В 1934 году, не дождавшись мужа, уехала на родину все еще роковая и не знавшая страху Вера Гвоздева. Причем, даже не в родной Питер уехала, а в руководящую Москву, на «руководящую работу» — возглавила какое-то предприятие по изготовлению блузок и кофточек. И не только работу, но и жилье добыли репатриантке высокие покровители. Правда, поселили ее в каком-то былом церковном помещении, но тем почетнее. А Василий Шухаев вернулся в Россию в 1935 году, однако не в столичную Москву, а в провинциальный Ленинград, где по-прежнему была Академия художеств. Выяснилось, что главнее всего место работы и жилищный вопрос.
Понятно, что за полтора десятка лет общения с коминтерновской компанией и борьбы с местными трудностями успели супруги Шухаевы настроиться на отъезд. Но действительно ли погнала их в дорогу горькая нужда? Сомнительно. В 1932 Шухаев получил заказ на роспись дворца в Марокко. Собираясь в Марокко, он решил дорогой как следует поглядеть Испанию и не мелочась купил себе автомобиль. Он даже сфотографировался на память рядом с роскошным автомобилем и с гордым, тоже небезлошадным Прокофьевым. Кто еще из парижских художников-эмигрантов мог себе такое позволить? Причем, Прокофьев доверил интимному дневнику свое смущение по этому поводу: неудобно, что он в нищей России заработал на автомобиль. Но Шухаеву стесняться было нечего, он заработал в Париже…
Итак, в 1934 году неразлучные друзья расстались. Шухаев собирался в Ленинград, а Саша Яковлев (полагаю, что без долгих проволочек) уплыл в Соединенные Штаты…
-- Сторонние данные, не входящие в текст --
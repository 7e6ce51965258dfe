// src/services/career.rs
//! Public job board: listings, job detail, resume upload and applying

use tracing::info;

use crate::core::api_client::{segment, ApiClient, FileUpload};
use crate::core::query::ListQuery;
use crate::error::Result;
use crate::types::{Application, ApplicationForm, ApplicationPayload, Job, Page, UploadResponse};

const JOBS_ENDPOINT: &str = "/careers/jobs";
const RESUME_UPLOAD_ENDPOINT: &str = "/careers/upload/resume";
const MY_APPLICATIONS_ENDPOINT: &str = "/careers/applications/me";

#[derive(Clone)]
pub struct CareerService {
    client: ApiClient,
}

impl CareerService {
    pub fn new(client: ApiClient) -> Self {
        Self { client }
    }

    pub async fn list_jobs(&self, query: &ListQuery) -> Result<Page<Job>> {
        self.client.get_list(JOBS_ENDPOINT, query).await
    }

    pub async fn get_job(&self, job_id: &str) -> Result<Job> {
        self.client
            .get(&format!("{}/{}", JOBS_ENDPOINT, segment(job_id)))
            .await
    }

    pub async fn upload_resume(&self, file: FileUpload) -> Result<UploadResponse> {
        info!(
            "Uploading resume {} ({} bytes)",
            file.file_name,
            file.bytes.len()
        );
        self.client.upload(RESUME_UPLOAD_ENDPOINT, file).await
    }

    /// Raw POST of an already-resolved application. Use
    /// `submission::ApplicationFlow` for the validated upload-then-apply path.
    pub async fn apply(&self, job_id: &str, form: &ApplicationForm) -> Result<Application> {
        let payload = ApplicationPayload {
            form: form.clone(),
            job_id: job_id.to_string(),
        };
        self.client
            .post(
                &format!("{}/{}/apply", JOBS_ENDPOINT, segment(job_id)),
                &payload,
            )
            .await
    }

    pub async fn my_applications(&self, query: &ListQuery) -> Result<Page<Application>> {
        self.client.get_list(MY_APPLICATIONS_ENDPOINT, query).await
    }
}
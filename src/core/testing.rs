// src/core/testing.rs
//! Recording transport used by the unit tests

use async_trait::async_trait;
use std::collections::VecDeque;
use std::sync::{Arc, Mutex};

use super::api_client::{ApiRequest, ApiResponse, Method, Transport};
use crate::error::{ApiError, Result};

/// Answers requests from a queue, in order, and remembers every request
#[derive(Default)]
pub struct MockTransport {
    responses: Mutex<VecDeque<ApiResponse>>,
    requests: Mutex<Vec<ApiRequest>>,
}

impl MockTransport {
    pub fn new() -> Arc<Self> {
        Arc::new(Self::default())
    }

    pub fn respond(self: Arc<Self>, status: u16, body: &str) -> Arc<Self> {
        self.responses.lock().unwrap().push_back(ApiResponse {
            status,
            body: body.to_string(),
        });
        self
    }

    pub fn respond_json(self: Arc<Self>, status: u16, body: serde_json::Value) -> Arc<Self> {
        self.respond(status, &body.to_string())
    }

    pub fn requests(&self) -> Vec<ApiRequest> {
        self.requests.lock().unwrap().clone()
    }

    pub fn only_request(&self) -> ApiRequest {
        let requests = self.requests();
        assert_eq!(requests.len(), 1, "expected exactly one request, got {:?}", requests);
        requests.into_iter().next().unwrap()
    }

    pub fn count(&self, method: Method, path: &str) -> usize {
        self.requests()
            .iter()
            .filter(|r| r.method == method && r.path == path)
            .count()
    }
}

#[async_trait]
impl Transport for MockTransport {
    async fn send(&self, request: ApiRequest) -> Result<ApiResponse> {
        let path = request.path.clone();
        self.requests.lock().unwrap().push(request);
        self.responses
            .lock()
            .unwrap()
            .pop_front()
            .ok_or_else(|| ApiError::Transport(format!("no response queued for {}", path)))
    }
}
Америка приняла великого путешественника и великого рисовальщика восторженно. Известно было, что прославленный американский художник Джон Сингер Сарджент заявил незадолго до смерти, что таких рисовальщиков, как Яковлев, только два в мире. Если под вторым он имел в виду себя самого, то теперь Саша Яша оставался в единственном числе.
Великого рисовальщика привечали и в американских, и в русских компаниях. О встрече с Яковлевым в многолюдной нью-йоркской компании вспоминал позднее художник Борис Григорьев (тоже, между прочим, ученик Кардовского и тоже поздний мирискусник, тоже «неоакадемик»):
«Великий мастер и учитель, он бескорыстно выступал в каких-то американских небоскребах, на глазах у всех рисовал в натуральную величину голую модель, поставленную на эстраде, рядом со своим мольбертом. На отличном английском языке он объяснял каждую точку и каждое направление формы труднейшего человеческого тела, каждую его мышцу и каждую его кость. И в три получаса у всех на глазах являлось произведение бесподобное. И когда оно было готово, Яковлев очень мило улыбался, одевая свой пиджак и раскручивая рукава на сорочке. Кто знал эту улыбку, тот знал Яковлева».